Work instruction
All the records below must be returned exactly as they stand.

━━━━━ Data supplied

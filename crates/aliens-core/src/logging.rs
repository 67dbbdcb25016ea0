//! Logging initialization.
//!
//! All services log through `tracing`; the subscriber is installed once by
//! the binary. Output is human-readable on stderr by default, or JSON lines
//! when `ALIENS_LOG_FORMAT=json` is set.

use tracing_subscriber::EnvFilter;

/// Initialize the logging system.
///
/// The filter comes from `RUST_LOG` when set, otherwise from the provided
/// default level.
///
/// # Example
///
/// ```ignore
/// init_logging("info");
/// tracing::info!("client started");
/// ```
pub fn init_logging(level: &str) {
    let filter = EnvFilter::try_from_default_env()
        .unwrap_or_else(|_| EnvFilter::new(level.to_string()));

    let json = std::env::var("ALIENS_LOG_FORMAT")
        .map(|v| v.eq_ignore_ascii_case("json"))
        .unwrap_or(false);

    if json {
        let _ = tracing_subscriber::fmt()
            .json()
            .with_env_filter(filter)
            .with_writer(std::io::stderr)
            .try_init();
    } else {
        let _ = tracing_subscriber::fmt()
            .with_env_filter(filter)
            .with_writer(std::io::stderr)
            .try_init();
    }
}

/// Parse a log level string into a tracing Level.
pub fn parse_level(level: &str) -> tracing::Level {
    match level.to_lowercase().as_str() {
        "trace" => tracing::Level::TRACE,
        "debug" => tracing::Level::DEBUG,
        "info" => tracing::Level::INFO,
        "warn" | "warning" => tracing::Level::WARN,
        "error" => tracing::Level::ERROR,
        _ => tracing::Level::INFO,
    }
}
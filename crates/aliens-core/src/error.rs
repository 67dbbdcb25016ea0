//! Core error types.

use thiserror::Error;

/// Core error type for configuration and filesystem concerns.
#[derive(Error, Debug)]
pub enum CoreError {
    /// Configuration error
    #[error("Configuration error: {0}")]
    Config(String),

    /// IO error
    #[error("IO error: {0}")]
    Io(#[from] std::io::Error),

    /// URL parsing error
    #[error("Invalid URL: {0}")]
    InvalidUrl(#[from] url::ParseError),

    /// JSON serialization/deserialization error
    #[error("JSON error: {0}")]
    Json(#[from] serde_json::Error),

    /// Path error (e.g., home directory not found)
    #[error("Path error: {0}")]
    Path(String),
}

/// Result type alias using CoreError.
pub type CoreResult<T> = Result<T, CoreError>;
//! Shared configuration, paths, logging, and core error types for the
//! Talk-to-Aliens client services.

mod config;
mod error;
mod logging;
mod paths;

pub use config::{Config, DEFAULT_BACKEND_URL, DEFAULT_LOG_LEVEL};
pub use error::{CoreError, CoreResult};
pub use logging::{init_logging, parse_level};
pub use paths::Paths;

━━━━━━━━━━

Written answer
filename crates/aliens-core/src/logging.rs
repository 67dbbdcb25016ea0
//! Logging initialization.
//!
//! All services log through `tracing`; the subscriber is installed once by
//! the binary. Output is human-readable on stderr by default, or JSON lines
//! when `ALIENS_LOG_FORMAT=json` is set.

use tracing_subscriber::EnvFilter;

/// Initialize the logging system.
///
/// The filter comes from `RUST_LOG` when set, otherwise from the provided
/// default level.
///
/// # Example
///
/// ```ignore
/// init_logging("info");
/// tracing::info!("client started");
/// ```
pub fn init_logging(level: &str) {
    let filter = EnvFilter::try_from_default_env()
        .unwrap_or_else(|_| EnvFilter::new(level.to_string()));

    let json = std::env::var("ALIENS_LOG_FORMAT")
        .map(|v| v.eq_ignore_ascii_case("json"))
        .unwrap_or(false);

    if json {
        let _ = tracing_subscriber::fmt()
            .json()
            .with_env_filter(filter)
            .with_writer(std::io::stderr)
            .try_init();
    } else {
        let _ = tracing_subscriber::fmt()
            .with_env_filter(filter)
            .with_writer(std::io::stderr)
            .try_init();
    }
}

/// Parse a log level string into a tracing Level.
pub fn parse_level(level: &str) -> tracing::Level {
    match level.to_lowercase().as_str() {
        "trace" => tracing::Level::TRACE,
        "debug" => tracing::Level::DEBUG,
        "info" => tracing::Level::INFO,
        "warn" | "warning" => tracing::Level::WARN,
        "error" => tracing::Level::ERROR,
        _ => tracing::Level::INFO,
    }
}
filename crates/aliens-core/src/error.rs
repository 67dbbdcb25016ea0
//! Core error types.

use thiserror::Error;

/// Core error type for configuration and filesystem concerns.
#[derive(Error, Debug)]
pub enum CoreError {
    /// Configuration error
    #[error("Configuration error: {0}")]
    Config(String),

    /// IO error
    #[error("IO error: {0}")]
    Io(#[from] std::io::Error),

    /// URL parsing error
    #[error("Invalid URL: {0}")]
    InvalidUrl(#[from] url::ParseError),

    /// JSON serialization/deserialization error
    #[error("JSON error: {0}")]
    Json(#[from] serde_json::Error),

    /// Path error (e.g., home directory not found)
    #[error("Path error: {0}")]
    Path(String),
}

/// Result type alias using CoreError.
pub type CoreResult<T> = Result<T, CoreError>;
//! Shared configuration, paths, logging, and core error types for the
//! Talk-to-Aliens client services.

mod config;
mod error;
mod logging;
mod paths;

pub use config::{Config, DEFAULT_BACKEND_URL, DEFAULT_LOG_LEVEL};
pub use error::{CoreError, CoreResult};
pub use logging::{init_logging, parse_level};
pub use paths::Paths;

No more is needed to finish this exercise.